▶ _PROBLEM TO SOLVE_:
Write out every line exactly, from the first line of the records below through the line that contains "use axum::http::HeaderMap;".

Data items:
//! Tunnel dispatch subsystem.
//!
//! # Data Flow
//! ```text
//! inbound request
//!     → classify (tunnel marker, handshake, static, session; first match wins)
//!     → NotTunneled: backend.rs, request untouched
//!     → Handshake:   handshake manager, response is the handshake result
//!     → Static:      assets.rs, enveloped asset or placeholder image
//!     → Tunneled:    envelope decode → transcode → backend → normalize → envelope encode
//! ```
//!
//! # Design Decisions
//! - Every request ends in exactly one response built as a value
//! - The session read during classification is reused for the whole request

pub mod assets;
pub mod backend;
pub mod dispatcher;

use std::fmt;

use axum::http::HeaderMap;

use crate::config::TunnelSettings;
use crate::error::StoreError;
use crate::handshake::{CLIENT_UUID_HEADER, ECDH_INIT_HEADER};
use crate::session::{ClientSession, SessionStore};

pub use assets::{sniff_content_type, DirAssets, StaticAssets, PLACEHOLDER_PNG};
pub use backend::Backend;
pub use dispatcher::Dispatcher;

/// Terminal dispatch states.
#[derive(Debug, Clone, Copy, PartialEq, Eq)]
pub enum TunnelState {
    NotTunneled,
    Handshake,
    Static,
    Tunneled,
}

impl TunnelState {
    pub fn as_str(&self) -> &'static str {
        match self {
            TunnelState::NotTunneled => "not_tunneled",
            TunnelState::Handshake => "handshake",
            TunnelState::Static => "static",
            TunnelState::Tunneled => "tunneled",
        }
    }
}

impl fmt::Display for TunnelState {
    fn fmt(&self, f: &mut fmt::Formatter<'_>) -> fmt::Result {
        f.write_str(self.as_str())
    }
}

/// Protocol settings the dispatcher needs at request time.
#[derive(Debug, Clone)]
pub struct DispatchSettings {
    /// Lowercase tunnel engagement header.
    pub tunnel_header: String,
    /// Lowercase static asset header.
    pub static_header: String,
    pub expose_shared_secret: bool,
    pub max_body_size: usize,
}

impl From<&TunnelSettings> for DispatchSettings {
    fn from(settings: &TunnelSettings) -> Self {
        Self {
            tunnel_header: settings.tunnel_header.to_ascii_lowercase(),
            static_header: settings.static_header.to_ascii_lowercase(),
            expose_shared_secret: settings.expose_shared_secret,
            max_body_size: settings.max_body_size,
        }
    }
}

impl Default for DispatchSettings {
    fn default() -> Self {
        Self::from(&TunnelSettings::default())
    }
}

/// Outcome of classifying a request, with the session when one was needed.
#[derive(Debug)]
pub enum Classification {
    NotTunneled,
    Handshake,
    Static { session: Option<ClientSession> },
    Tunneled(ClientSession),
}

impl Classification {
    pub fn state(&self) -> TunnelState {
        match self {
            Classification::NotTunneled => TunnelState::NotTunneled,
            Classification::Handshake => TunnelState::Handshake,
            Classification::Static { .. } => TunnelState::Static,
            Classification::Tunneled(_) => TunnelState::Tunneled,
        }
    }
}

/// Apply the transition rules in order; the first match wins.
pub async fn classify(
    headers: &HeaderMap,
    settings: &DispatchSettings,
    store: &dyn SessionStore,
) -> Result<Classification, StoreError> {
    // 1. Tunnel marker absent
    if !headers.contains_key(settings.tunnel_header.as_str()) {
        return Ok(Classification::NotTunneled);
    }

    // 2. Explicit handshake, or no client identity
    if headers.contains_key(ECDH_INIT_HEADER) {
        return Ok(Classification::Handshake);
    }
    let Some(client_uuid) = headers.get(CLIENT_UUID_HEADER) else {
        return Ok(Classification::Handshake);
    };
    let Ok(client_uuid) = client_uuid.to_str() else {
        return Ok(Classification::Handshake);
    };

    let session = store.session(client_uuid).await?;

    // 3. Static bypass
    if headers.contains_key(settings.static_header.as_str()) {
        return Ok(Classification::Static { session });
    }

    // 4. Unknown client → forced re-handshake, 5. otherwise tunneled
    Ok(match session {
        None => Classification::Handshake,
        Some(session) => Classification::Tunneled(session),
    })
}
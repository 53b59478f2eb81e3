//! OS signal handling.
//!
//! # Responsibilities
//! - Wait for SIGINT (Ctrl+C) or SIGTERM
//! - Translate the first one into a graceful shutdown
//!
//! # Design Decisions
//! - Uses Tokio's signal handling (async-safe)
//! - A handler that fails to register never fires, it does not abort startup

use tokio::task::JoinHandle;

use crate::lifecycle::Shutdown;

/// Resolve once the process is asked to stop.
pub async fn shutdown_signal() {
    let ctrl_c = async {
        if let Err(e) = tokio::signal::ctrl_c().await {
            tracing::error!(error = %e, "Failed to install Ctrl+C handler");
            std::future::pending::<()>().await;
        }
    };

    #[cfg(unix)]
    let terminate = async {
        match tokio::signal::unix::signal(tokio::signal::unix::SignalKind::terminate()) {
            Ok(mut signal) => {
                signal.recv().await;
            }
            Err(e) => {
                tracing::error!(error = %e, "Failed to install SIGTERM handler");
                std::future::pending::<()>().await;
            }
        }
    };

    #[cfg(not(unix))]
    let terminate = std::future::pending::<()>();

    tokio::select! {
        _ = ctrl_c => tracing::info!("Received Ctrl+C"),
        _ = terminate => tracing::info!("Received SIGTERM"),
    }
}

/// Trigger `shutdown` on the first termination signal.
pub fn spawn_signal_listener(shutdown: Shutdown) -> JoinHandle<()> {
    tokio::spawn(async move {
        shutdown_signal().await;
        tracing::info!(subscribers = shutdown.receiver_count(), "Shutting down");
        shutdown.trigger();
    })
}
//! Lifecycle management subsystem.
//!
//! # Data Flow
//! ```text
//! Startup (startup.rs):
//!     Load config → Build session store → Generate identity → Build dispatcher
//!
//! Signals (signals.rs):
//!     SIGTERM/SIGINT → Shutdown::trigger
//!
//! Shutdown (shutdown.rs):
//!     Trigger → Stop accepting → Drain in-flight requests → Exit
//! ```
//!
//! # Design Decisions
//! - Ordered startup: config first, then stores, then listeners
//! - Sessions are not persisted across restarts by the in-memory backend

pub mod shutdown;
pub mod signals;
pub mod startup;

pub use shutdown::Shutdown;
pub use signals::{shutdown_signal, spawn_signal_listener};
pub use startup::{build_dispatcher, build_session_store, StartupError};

▶ _RESPONSE BELOW_:
//! Tunnel dispatch subsystem.
//!
//! # Data Flow
//! ```text
//! inbound request
//!     → classify (tunnel marker, handshake, static, session; first match wins)
//!     → NotTunneled: backend.rs, request untouched
//!     → Handshake:   handshake manager, response is the handshake result
//!     → Static:      assets.rs, enveloped asset or placeholder image
//!     → Tunneled:    envelope decode → transcode → backend → normalize → envelope encode
//! ```
//!
//! # Design Decisions
//! - Every request ends in exactly one response built as a value
//! - The session read during classification is reused for the whole request

pub mod assets;
pub mod backend;
pub mod dispatcher;

use std::fmt;

use axum::http::HeaderMap;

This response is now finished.